Küresel ekonomik krizin bir diğer yüzüyse, ulusal sınırların varlığının sebep olduğu aşırı silah üretimiydi: İstisnasız bütün ülkeler aşırı ve haddinden fazla silahlanmıştı.

Gerçek ekonomik çözüm politik: Dünya devrimini inşa etmek, dünyanın bütün işçilerini devrim için seferber etmek, devrimin başarılı olduğu her ülkenin, burjuvazinin mülksüzleştirildiği diğerine istisnasız ve ilkesel (ayrışmaz bir biçimde) destek vermesi, sınırların kaldırılması.

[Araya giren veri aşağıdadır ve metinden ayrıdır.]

mod common;

use chrono::Duration;
use serde_json::{json, Value};
use std::sync::Arc;

use common::{identity, TestContext};
use sessionvault::{
    AppError, CryptoEngine, FileStore, KeySource, KeyValueStore, SessionManager, SessionMeta,
    SessionSettings,
};

#[tokio::test]
async fn test_other_user_cannot_read_vault_entry() {
    let ctx = TestContext::new().await;
    let vault = ctx.manager.vault();

    vault.set("u1", "prefs", &json!({"theme": "dark"})).await.unwrap();

    let u2 = ctx.login("u2").await;
    ctx.manager.set_current_session(&u2).await.unwrap();
    let current = ctx.manager.get_current_session().await.unwrap().unwrap();
    assert_eq!(current.user_id, "u2");

    assert_eq!(vault.get::<Value>(&current.user_id, "prefs").await.unwrap(), None);
    assert_eq!(
        vault.get::<Value>("u1", "prefs").await.unwrap(),
        Some(json!({"theme": "dark"}))
    );
}

#[tokio::test]
async fn test_concurrent_contexts_stay_isolated() {
    let ctx = TestContext::new().await;
    let s1 = ctx.login("u1").await;
    let s2 = ctx.login("u2").await;

    let laptop = ctx.manager.context("laptop");
    let library = ctx.manager.context("library-kiosk");
    laptop.set_current_session(&s1).await.unwrap();
    library.set_current_session(&s2).await.unwrap();

    let owner1 = laptop.get_current_session().await.unwrap().unwrap();
    let owner2 = library.get_current_session().await.unwrap().unwrap();

    ctx.manager
        .vault_for(&owner1)
        .set("plan", &json!(["CS101", "MATH221"]))
        .await
        .unwrap();
    ctx.manager
        .vault_for(&owner2)
        .set("plan", &json!(["BIO110"]))
        .await
        .unwrap();

    let v1: Value = ctx.manager.vault_for(&owner1).get("plan").await.unwrap().unwrap();
    let v2: Value = ctx.manager.vault_for(&owner2).get("plan").await.unwrap().unwrap();
    assert_eq!(v1, json!(["CS101", "MATH221"]));
    assert_eq!(v2, json!(["BIO110"]));

    assert_eq!(ctx.manager.vault_for(&owner2).data_types().await.unwrap(), vec!["plan".to_string()]);
    assert_eq!(
        laptop.current_session_id().await.unwrap().as_deref(),
        Some(s1.as_str())
    );
}

#[tokio::test]
async fn test_entry_copied_between_users_is_unreadable() {
    let ctx = TestContext::new().await;
    ctx.manager.vault().set("u1", "prefs", &json!({"theme": "dark"})).await.unwrap();

    let sealed = ctx.store.get("userData:u1:prefs").await.unwrap().unwrap();
    ctx.store.set("userData:u2:prefs", sealed).await.unwrap();

    assert_eq!(ctx.manager.vault().get::<Value>("u2", "prefs").await.unwrap(), None);
}

#[tokio::test]
async fn test_destroy_user_sessions_wipes_only_that_user() {
    let ctx = TestContext::new().await;
    let vault = ctx.manager.vault();

    let a = ctx.login("u1").await;
    let b = ctx.login("u1").await;
    vault.set("u1", "prefs", &json!({"theme": "dark"})).await.unwrap();
    vault.set("u1", "plan", &json!(["CS101"])).await.unwrap();

    let sibling = ctx.login("u2").await;
    vault.set("u2", "prefs", &json!({"theme": "light"})).await.unwrap();

    assert_eq!(ctx.manager.destroy_user_sessions("u1").await.unwrap(), 2);

    assert!(ctx.manager.validate_session(&a).await.unwrap().is_none());
    assert!(ctx.manager.validate_session(&b).await.unwrap().is_none());
    assert_eq!(vault.get::<Value>("u1", "prefs").await.unwrap(), None);
    assert_eq!(vault.get::<Value>("u1", "plan").await.unwrap(), None);
    assert!(vault.data_types("u1").await.unwrap().is_empty());

    assert!(ctx.manager.validate_session(&sibling).await.unwrap().is_some());
    assert_eq!(
        vault.get::<Value>("u2", "prefs").await.unwrap(),
        Some(json!({"theme": "light"}))
    );
}

#[tokio::test]
async fn test_handle_cannot_write_after_destroy_user_sessions() {
    let ctx = TestContext::new().await;
    let id = ctx.login("u1").await;
    let session = ctx.manager.validate_session(&id).await.unwrap().unwrap();
    let handle = ctx.manager.vault_for(&session);

    assert_eq!(ctx.manager.destroy_user_sessions("u1").await.unwrap(), 1);

    let err = handle.set("prefs", &json!({"theme": "dark"})).await.unwrap_err();
    assert!(matches!(err, AppError::Unauthorized));
    assert_eq!(ctx.manager.vault().get::<Value>("u1", "prefs").await.unwrap(), None);
    assert!(ctx.manager.vault().data_types("u1").await.unwrap().is_empty());
}

#[tokio::test]
async fn test_concurrent_write_and_destroy_leave_nothing_behind() {
    let ctx = TestContext::new().await;
    let id = ctx.login("u1").await;
    let session = ctx.manager.validate_session(&id).await.unwrap().unwrap();
    let handle = ctx.manager.vault_for(&session);
    let prefs = json!({"theme": "dark"});

    let (written, destroyed) = tokio::join!(
        handle.set("prefs", &prefs),
        ctx.manager.destroy_user_sessions("u1"),
    );
    destroyed.unwrap();
    if let Err(e) = written {
        assert!(matches!(e, AppError::Unauthorized));
    }

    assert_eq!(ctx.manager.vault().get::<Value>("u1", "prefs").await.unwrap(), None);
}

#[tokio::test]
async fn test_handle_of_expired_session_cannot_write() {
    let ctx = TestContext::new().await;
    let id = ctx.login("u1").await;
    let session = ctx.manager.validate_session(&id).await.unwrap().unwrap();
    let handle = ctx.manager.vault_for(&session);

    handle.set("prefs", &json!({"units": 12})).await.unwrap();
    ctx.advance(Duration::hours(25));

    assert!(matches!(
        handle.set("prefs", &json!({"units": 18})).await,
        Err(AppError::Unauthorized)
    ));
    assert_eq!(
        handle.get::<Value>("prefs").await.unwrap(),
        Some(json!({"units": 12}))
    );
}

#[tokio::test]
async fn test_single_logout_keeps_vault() {
    let ctx = TestContext::new().await;
    let id = ctx.login("u1").await;
    let session = ctx.manager.validate_session(&id).await.unwrap().unwrap();
    ctx.manager.vault_for(&session).set("prefs", &json!({"units": 15})).await.unwrap();

    ctx.manager.destroy_session(&id).await.unwrap();

    let again = ctx.login("u1").await;
    let session = ctx.manager.validate_session(&again).await.unwrap().unwrap();
    assert_eq!(
        ctx.manager.vault_for(&session).get::<Value>("prefs").await.unwrap(),
        Some(json!({"units": 15}))
    );
}

#[tokio::test]
async fn test_colon_in_user_id_does_not_leak_across_namespaces() {
    let ctx = TestContext::new().await;
    let vault = ctx.manager.vault();
    vault.set("a:b", "c", &1).await.unwrap();
    vault.set("a", "b:c", &2).await.unwrap();

    assert_eq!(vault.get::<i32>("a:b", "c").await.unwrap(), Some(1));
    assert_eq!(vault.get::<i32>("a", "b:c").await.unwrap(), Some(2));

    ctx.manager.destroy_user_sessions("a").await.unwrap();
    assert_eq!(vault.get::<i32>("a:b", "c").await.unwrap(), Some(1));
}

#[tokio::test]
async fn test_file_store_survives_restart() {
    let dir = tempfile::tempdir().unwrap();
    let path = dir.path().join("sessions.bin");

    let (session_id, user) = {
        let store: Arc<dyn KeyValueStore> = Arc::new(FileStore::open(&path).await.unwrap());
        let manager = SessionManager::open(store, KeySource::Store, SessionSettings::default())
            .await
            .unwrap();
        let id = manager
            .create_session(&identity("u1"), SessionMeta::default())
            .await
            .unwrap();
        manager.vault().set("u1", "prefs", &json!({"theme": "dark"})).await.unwrap();
        (id, "u1")
    };

    let store: Arc<dyn KeyValueStore> = Arc::new(FileStore::open(&path).await.unwrap());
    let manager = SessionManager::open(store, KeySource::Store, SessionSettings::default())
        .await
        .unwrap();

    let session = manager.validate_session(&session_id).await.unwrap().unwrap();
    assert_eq!(session.user_id, user);
    assert_eq!(
        manager.vault().get::<Value>(user, "prefs").await.unwrap(),
        Some(json!({"theme": "dark"}))
    );
}

#[tokio::test]
async fn test_external_key_is_required_to_read_back() {
    let dir = tempfile::tempdir().unwrap();
    let path = dir.path().join("sessions.bin");
    let key = sessionvault::crypto::aes::generate_key();

    let store: Arc<dyn KeyValueStore> = Arc::new(FileStore::open(&path).await.unwrap());
    let manager = SessionManager::new(
        store.clone(),
        CryptoEngine::with_key(key.clone()),
        SessionSettings::default(),
    );
    let id = manager
        .create_session(&identity("u1"), SessionMeta::default())
        .await
        .unwrap();
    assert_eq!(store.get("encryptionKey").await.unwrap(), None);

    let right = SessionManager::new(store.clone(), CryptoEngine::with_key(key), SessionSettings::default());
    assert!(right.validate_session(&id).await.unwrap().is_some());

    // A manager with a different key fails closed and purges what it cannot read.
    let wrong = SessionManager::open(store, KeySource::Store, SessionSettings::default())
        .await
        .unwrap();
    assert!(wrong.validate_session(&id).await.unwrap().is_none());
    assert!(right.validate_session(&id).await.unwrap().is_none());
}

Eğer bahsettiğimiz bu Troçkist politika bugün uygulansaydı, SSCB’yi de içine alan, Çin’den Küba’ya ulaşan elimizde sınırları olmayan tek bir sosyalist işçi ülkesi olurdu. Politik ve ekonomik birlik muazzam nicelikte bir ekonomik gelişme getirirdi. Sadece tek bir örnek: Sibirya adeta bomboş; Çin ise Sibirya’ya oranla aşırı nüfuslu. Eğer Rusya ve Çin arasında sınırlar olmasaydı; 100-200 milyon Çinli Sibirya’yı kolonileştirirdi ve birkaç yıl içinde bu tek işçi devletini ABD’nin iki katı gücüne getirirdi.

Parmaklarımızın ucunda duran bu gerçekçi politika, Moskova ve Pekin bürokrasilerinin kendi ulusal devletlerinin totaliter idaresi ve gelişimiyle ilgilendikleri ve sürekli devrime karşı oldukları için, gerçekleşemiyor.

Eğer Fidel ve Che eski günlerindeyken, iktidarı ele almak ve o ülkeleri tek bir Sosyalist Cumhuriyetler Federasyonu kurmak üzere Küba’yla birleştirmek için kitleye açık Marksist devrimci partiler kurmaya girişselerdi, bugün Küba ekonomisi ne kadar daha iyi olurdu!

Küba konusunda, yöneten bürokrasinin suçu, yalnızca Kübalı işçilere totaliter rejimini dayatmak değil; belki de daha önemlisi, kendini tek ülkede sosyalizm kurmakla sınırlayarak dünya devrimine ihanet etmesi! Bu küçük-burjuvazinin ve bürokratik politikanın bir diğer yüzü.

İşte gerçekler son bir bilanço tablosu olarak ortada: Kronik ekonomik krizin sorumlusu Stalinist politikalar. Troçkist politikalar krizi önlerdi veya işçi devletlerinin ekonomisi gerçek anlamda iyileşirdi. Bu iyileşmeye sebep olacak, gerçek çözüm anlamına gelen iki muhtelif fenomen şunlar:

  • Her seviyede işçilerin inisiyatifini ilerletecek iç demokrasi,
  • Burjuvaziyi mülksüzleştiren bütün ülkelerin ayrışmaz bir biçimde katılacağı tek bir ulus veya federasyonu birleştirecek bir dünya devriminin inşası.